Resultatene fra forsøkene indikerer at det er mulig å påvise tissue factor ved bruk av flowcytometri og magnetiske kuler konjugert med antistoff. Når det tas hensyn til mengde ekstracellulære vesikler i prøvene tyder resultatene på at det er større konsentrasjon av tissue factor, CD9 og CD81 på mikrovesikler enn eksosomer. Resultatene gir også indikasjoner på at stimulering av monocyttene med lipopolysakkarid fører til større mengde tissue factor på overflaten av de ekstracellulære vesiklene, men resultatene tyder ikke på at stimuleringen fører til større konsentrasjon av CD9 eller CD81 på vesiklene. Det er knyttet usikkerhet til om BCA-metoden og Qubit-metoden er egnet til å kvantitere proteiner i løsninger med ekstracellulære vesikler, da ingen av metodene klarte å detektere proteinkonsentrasjonen i løsningen med mikrovesikler som stammet fra monocytter stimulert med lipopolysakkarid. Resultatene gir likevel indikasjoner på at BCA-metoden er mer sensitiv enn Qubit-metoden, i den forstand at den detekterer en høyere proteinkonsentrasjon i prøvene. The general aim of this thesis is to characterize the surface proteins called tissue factor, CD9 and CD81, found on extracellular vesicles isolated from monocytes. Detection of tissue factor by using a method that uses magnetic balls and flow cytometry has not been previously tested, and therefore the main aim of this thesis is to find out if it is possible to detect tissue factor using this method. Furthermore, this thesis examines whether CD9, CD81 and tissue factor can be found on both microvesciles and exosomes, and whether stimulation of monocytes with lipopolysaccharide affects the amount of surface proteins on extracellular vesicles. In addition, two different methods for quantitation of proteins are performed (the Qubit-method and the BCA-method), and this thesis examines which of these methods is best suited to quantitate extracellular vesciles from monocytes.

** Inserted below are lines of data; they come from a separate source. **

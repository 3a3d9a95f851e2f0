//! Repair request repository for database operations.
//!
//! Status changes are applied with a single conditional `UPDATE` so the
//! legality check and the write cannot interleave with another request.

use chrono::{DateTime, Utc};
use sqlx::{QueryBuilder, Sqlite, SqlitePool};

use repair_desk_core::{RepairId, RepairStatus};

use super::RepositoryError;
use crate::models::repair::{NewRepairRequest, RepairRequest, StatusUpdate};

const REPAIR_COLUMNS: &str = "id, name, phone, email, service, description, date, location, \
     status, reason, created_at, completed_at";

/// Database row for the `repairs` table.
#[derive(Debug, sqlx::FromRow)]
struct RepairRow {
    id: RepairId,
    name: String,
    phone: String,
    email: String,
    service: String,
    description: String,
    date: String,
    location: String,
    status: String,
    reason: String,
    created_at: DateTime<Utc>,
    completed_at: Option<DateTime<Utc>>,
}

impl TryFrom<RepairRow> for RepairRequest {
    type Error = RepositoryError;

    fn try_from(row: RepairRow) -> Result<Self, Self::Error> {
        let status = row.status.parse::<RepairStatus>().map_err(|e| {
            RepositoryError::DataCorruption(format!("repair {}: {e}", row.id))
        })?;

        Ok(Self {
            id: row.id,
            name: row.name,
            phone: row.phone,
            email: row.email,
            service: row.service,
            description: row.description,
            date: row.date,
            location: row.location,
            status,
            reason: row.reason,
            created_at: row.created_at,
            completed_at: row.completed_at,
        })
    }
}

/// Repository for repair request database operations.
pub struct RepairRepository<'a> {
    pool: &'a SqlitePool,
}

impl<'a> RepairRepository<'a> {
    /// Create a new repair repository.
    #[must_use]
    pub const fn new(pool: &'a SqlitePool) -> Self {
        Self { pool }
    }

    /// List every repair request, most recently created first.
    ///
    /// # Errors
    ///
    /// Returns `RepositoryError::Database` if the query fails.
    /// Returns `RepositoryError::DataCorruption` if a stored status is unknown.
    pub async fn list_all(&self) -> Result<Vec<RepairRequest>, RepositoryError> {
        let rows = sqlx::query_as::<_, RepairRow>(&format!(
            "SELECT {REPAIR_COLUMNS} FROM repairs ORDER BY created_at DESC, id DESC"
        ))
        .fetch_all(self.pool)
        .await?;

        rows.into_iter().map(RepairRequest::try_from).collect()
    }

    /// Get a repair request by its ID.
    ///
    /// # Errors
    ///
    /// Returns `RepositoryError::Database` if the query fails.
    /// Returns `RepositoryError::DataCorruption` if the stored status is unknown.
    pub async fn get(&self, id: RepairId) -> Result<Option<RepairRequest>, RepositoryError> {
        let row = sqlx::query_as::<_, RepairRow>(&format!(
            "SELECT {REPAIR_COLUMNS} FROM repairs WHERE id = ?"
        ))
        .bind(id)
        .fetch_optional(self.pool)
        .await?;

        row.map(RepairRequest::try_from).transpose()
    }

    /// Insert a new pending repair request.
    ///
    /// # Errors
    ///
    /// Returns `RepositoryError::Database` if the insert fails.
    pub async fn create(&self, new: &NewRepairRequest) -> Result<RepairRequest, RepositoryError> {
        let row = sqlx::query_as::<_, RepairRow>(&format!(
            r"
            INSERT INTO repairs
                (name, phone, email, service, description, date, location,
                 status, reason, created_at)
            VALUES (?, ?, ?, ?, ?, ?, ?, ?, '', ?)
            RETURNING {REPAIR_COLUMNS}
            "
        ))
        .bind(&new.name)
        .bind(&new.phone)
        .bind(&new.email)
        .bind(&new.service)
        .bind(&new.description)
        .bind(&new.date)
        .bind(&new.location)
        .bind(RepairStatus::Pending.as_str())
        .bind(Utc::now())
        .fetch_one(self.pool)
        .await?;

        RepairRequest::try_from(row)
    }

    /// Move a repair request to a new status.
    ///
    /// The update only applies if the current status is a legal predecessor
    /// of the target status.
    ///
    /// # Errors
    ///
    /// Returns `RepositoryError::NotFound` if the request doesn't exist.
    /// Returns `RepositoryError::InvalidTransition` if the current status doesn't allow it.
    /// Returns `RepositoryError::Database` for other database errors.
    pub async fn update_status(
        &self,
        id: RepairId,
        update: &StatusUpdate,
    ) -> Result<RepairRequest, RepositoryError> {
        let target = update.target();

        let mut query = QueryBuilder::<Sqlite>::new("UPDATE repairs SET status = ");
        query.push_bind(target.as_str());

        match update {
            StatusUpdate::Confirm => {}
            StatusUpdate::Reject { reason } => {
                query.push(", reason = ");
                query.push_bind(reason.clone());
            }
            StatusUpdate::Complete { completed_at } => {
                query.push(", completed_at = ");
                query.push_bind(*completed_at);
            }
        }

        query.push(" WHERE id = ");
        query.push_bind(id);
        query.push(" AND status IN (");
        let mut allowed = query.separated(", ");
        for from in target.predecessors() {
            allowed.push_bind(from.as_str());
        }
        allowed.push_unseparated(")");
        query.push(" RETURNING ");
        query.push(REPAIR_COLUMNS);

        let row = query
            .build_query_as::<RepairRow>()
            .fetch_optional(self.pool)
            .await?;

        if let Some(row) = row {
            return RepairRequest::try_from(row);
        }

        // Nothing changed: either the request is gone or its status forbids the move.
        let current: Option<String> = sqlx::query_scalar("SELECT status FROM repairs WHERE id = ?")
            .bind(id)
            .fetch_optional(self.pool)
            .await?;

        match current {
            None => Err(RepositoryError::NotFound),
            Some(status) => {
                let from = status.parse::<RepairStatus>().map_err(|e| {
                    RepositoryError::DataCorruption(format!("repair {id}: {e}"))
                })?;
                Err(RepositoryError::InvalidTransition { from, to: target })
            }
        }
    }

    /// Permanently delete a repair request.
    ///
    /// # Errors
    ///
    /// Returns `RepositoryError::NotFound` if the request doesn't exist.
    /// Returns `RepositoryError::Database` for other database errors.
    pub async fn delete(&self, id: RepairId) -> Result<(), RepositoryError> {
        let result = sqlx::query("DELETE FROM repairs WHERE id = ?")
            .bind(id)
            .execute(self.pool)
            .await?;

        if result.rows_affected() == 0 {
            return Err(RepositoryError::NotFound);
        }

        Ok(())
    }
}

The study uses exosomes and microvesicles isolated from monocytes as test material, and some of the test material is stimulated with lipopolysaccharide. Detection of the surface proteins is performed using a flow cytometer, and magnetic balls conjugated with antibodies are used to extract the extracellular vesicles. Addition of antibodies conjugated with fluorochromes and directed against protein of interest, permits detection of the protein of interest. When it comes to quantitation of proteins, the Qubit method uses detection of fluorescense, while the BCA method uses detection of absorbance.

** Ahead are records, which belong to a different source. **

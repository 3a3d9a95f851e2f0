//! HTTP middleware stack for the server.
//!
//! # Middleware Order (bottom to top in Router)
//!
//! 1. Sentry layer (capture errors)
//! 2. `TraceLayer` (request tracing)
//! 3. Request ID (add unique ID to each request)

pub mod request_id;

pub use request_id::request_id_middleware;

The results from the experiments indicates that it is possible to detect tissue factor using flow cytometry and magnetic balls conjugated with antibodies. When the amount of extracellular vesciles is taken into account, the results indicates that there is a higher concentration of tissue factor, CD9 and CD81 on microvesicles than exosomes. Furthermore, the results suggests that stimulation of the monocytes with lipopolysaccaride causes a greater amount of tissue factor on the extracellular vesicles, but the results do not indicate that stimulation with lipopolysaccaride causes a higher concentration of CD9 nor CD81 on the vesicles. Neither the BCA method nor the Qubit method managed to quantitate proteins in the solution with microvesicles isolated from monocytes stimulated with lipopolysaccharide. Therefore, it is uncertain whether the BCA – and the Qubit method is suited for quantitating proteins. Nevertheless, the results indicates that the BCA method is more sensitive than the Qubit method, as the BCA method detects a higher concentration of extracellular vesicles in the test material.